What Do We Tell the Children?

By Terry Boyle
 

 
How do we explain to children that Christmas signifies God drawing near to His people? By example is a great place to start. Young children in particular don’t work so well with ideas in abstract form. They take things very literally. Much better to show them from things they already know. Get down on the carpet and play with them! Perhaps that’s “not your style,” but that makes the lesson even more profound. When a grown-up stoops down to get on the floor with a toddler, it’s a wonderful demonstration of what God did in Christ. He didn’t think Himself too important or too big or too special. Philippians 2:4-7 reminds us that Christ didn’t consider His own prestige something to be clung on to, but came in humility down to our level. Children notice the action more than the words, and the memory of daddy or granddad or uncle Joe getting into their world gives them a handy mental reference hook to hang the idea from; the idea that God came down to be with us.

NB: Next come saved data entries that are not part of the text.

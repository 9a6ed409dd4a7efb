//! Integer geometry primitives shared by every pipeline stage.
//!
//! All coordinates are whole canvas units. Intermediate math runs in `f64` through
//! [`glam::DVec2`] and is brought back to the lattice with [`round_vec`], so every
//! stage rounds at the same points with the same rule.
use std::fmt;
use std::ops::{Add, Neg, Sub};

use glam::{DVec2, IVec2};
#[cfg(feature = "serde")]
use serde::{Deserialize, Serialize};

use crate::grid::GridIndex;

/// A point on the canvas in whole units.
#[derive(Clone, Copy, Debug, Default, PartialEq, Eq, Hash)]
#[cfg_attr(feature = "serde", derive(Serialize, Deserialize))]
pub struct Point {
    pub x: i32,
    pub y: i32,
}

impl Point {
    pub const ZERO: Self = Self { x: 0, y: 0 };

    pub const fn new(x: i32, y: i32) -> Self {
        Self { x, y }
    }

    /// Converts to a double-precision vector for intermediate math.
    #[inline]
    pub fn as_dvec2(self) -> DVec2 {
        DVec2::new(self.x as f64, self.y as f64)
    }

    /// Euclidean length when the point is read as a vector.
    #[inline]
    pub fn length(self) -> f64 {
        self.as_dvec2().length()
    }
}

impl fmt::Display for Point {
    fn fmt(&self, f: &mut fmt::Formatter<'_>) -> fmt::Result {
        write!(f, "({}, {})", self.x, self.y)
    }
}

impl Add for Point {
    type Output = Point;

    fn add(self, rhs: Point) -> Point {
        Point::new(self.x + rhs.x, self.y + rhs.y)
    }
}

impl Sub for Point {
    type Output = Point;

    fn sub(self, rhs: Point) -> Point {
        Point::new(self.x - rhs.x, self.y - rhs.y)
    }
}

impl Neg for Point {
    type Output = Point;

    fn neg(self) -> Point {
        Point::new(-self.x, -self.y)
    }
}

impl From<IVec2> for Point {
    fn from(v: IVec2) -> Self {
        Point::new(v.x, v.y)
    }
}

impl From<Point> for IVec2 {
    fn from(p: Point) -> Self {
        IVec2::new(p.x, p.y)
    }
}

impl From<mint::Point2<i32>> for Point {
    fn from(p: mint::Point2<i32>) -> Self {
        Point::new(p.x, p.y)
    }
}

impl From<Point> for mint::Point2<i32> {
    fn from(p: Point) -> Self {
        mint::Point2 { x: p.x, y: p.y }
    }
}

/// Rounds each component half away from zero.
#[inline]
pub fn round_vec(v: DVec2) -> Point {
    Point::new(v.x.round() as i32, v.y.round() as i32)
}

/// Lattice direction of an edge, taken from its grid indices rather than its
/// (possibly perturbed) geometry.
#[derive(Clone, Copy, Debug, PartialEq, Eq, Hash)]
#[cfg_attr(feature = "serde", derive(Serialize, Deserialize))]
pub enum EdgeOrientation {
    Horizontal,
    Vertical,
}

/// Adjacency between two neighboring grid points.
#[derive(Clone, Copy, Debug, PartialEq, Eq, Hash)]
#[cfg_attr(feature = "serde", derive(Serialize, Deserialize))]
pub struct Edge {
    pub start: Point,
    pub end: Point,
    /// Lattice index of `start`.
    pub from: GridIndex,
    /// Lattice index of `end`.
    pub to: GridIndex,
}

impl Edge {
    pub fn new(start: Point, end: Point, from: GridIndex, to: GridIndex) -> Self {
        Self {
            start,
            end,
            from,
            to,
        }
    }

    /// `end - start`.
    #[inline]
    pub fn vector(&self) -> Point {
        self.end - self.start
    }

    pub fn orientation(&self) -> EdgeOrientation {
        if self.from.iy == self.to.iy {
            EdgeOrientation::Horizontal
        } else {
            EdgeOrientation::Vertical
        }
    }

    #[inline]
    pub fn is_degenerate(&self) -> bool {
        self.start == self.end
    }

    /// True when both endpoints sit on the same side of the `width` x `height` canvas.
    pub fn lies_on_border(&self, width: i32, height: i32) -> bool {
        let (a, b) = (self.start, self.end);
        let both = |u: i32, v: i32, line: i32| u == line && v == line;
        both(a.x, b.x, 0) || both(a.x, b.x, width) || both(a.y, b.y, 0) || both(a.y, b.y, height)
    }
}

/// Six-point tongue descriptor: two cubic Bézier segments meeting at `middle`.
///
/// The first segment runs `start → middle` with controls `start_control` and
/// `middle_control`; the second runs `middle → end` with `end_control`, its first
/// control being the reflection of `middle_control` about `middle`.
#[derive(Clone, Copy, Debug, PartialEq, Eq, Hash)]
#[cfg_attr(feature = "serde", derive(Serialize, Deserialize))]
pub struct Curve {
    pub start: Point,
    pub start_control: Point,
    pub middle: Point,
    pub middle_control: Point,
    pub end_control: Point,
    pub end: Point,
}

impl Curve {
    /// All six points in declaration order.
    pub fn points(&self) -> [Point; 6] {
        [
            self.start,
            self.start_control,
            self.middle,
            self.middle_control,
            self.end_control,
            self.end,
        ]
    }
}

Now God didn’t simply show up. Since the Fall of Man God’s unfiltered glory has always been more than any man or woman could endure. So He entered into our environment as a man – veiled in flesh – as the carol describes it – Incarnation – is the theologian’s term. Both these expressions are mere gobbledegook to a toddler (and some of their parents too!). How can we take gobbledegook and give it sense? Another approach to help the little ones get a grasp of the real truths of Christmas is by inviting them to use their imaginations. I don’t know if you remember that great movie from 1963, The Sword in the Stone. It was the last Disney film produced while Walt was alive. It had some amazing scenes where king-to-be Arthur (known as Wart to his contemporaries) was turned by his mentor Merlin into a fish, a squirrel, and a sparrow. The young Arthur needed to learn certain things, and the best way to learn was to become the object of the lesson. Ask your children to go on a trip of imagination with you. If they have pets they love, ask them if they have ever wondered what it’s like to be one of them. But to really understand what it would be like to live as a hamster or a goldfish, wouldn’t they need to become one? In a similar way, but on a much bigger scale, God loves us enough to find out what it’s like to be one of us. How would God know what it really felt like to fall off a bike and skin a knee? How would He know what it feels like to be hungry? How would He understand the pressure to “tell a little fib” to stay out of trouble? God became a person to find out what being human is all about – and the person He became is called Jesus. He faced all the troubles we face every day, and He made the right decision every time.

Don’t assume that children will put the pieces together for themselves that the Christ in Christmas is talking about Jesus the baby in the manger. The name Jesus means that God Rescues. The name Christ means, put simply for children - chosen to do a special job. So the baby Jesus was called Christ because He was sent by God to do a special job; and His name – Jesus – tells us what that job is. He came to rescue us because we were in trouble with God. Because He was from God He could explain the trouble we were in, and because He was a person like us, He could not only understand, but He could make it right for us.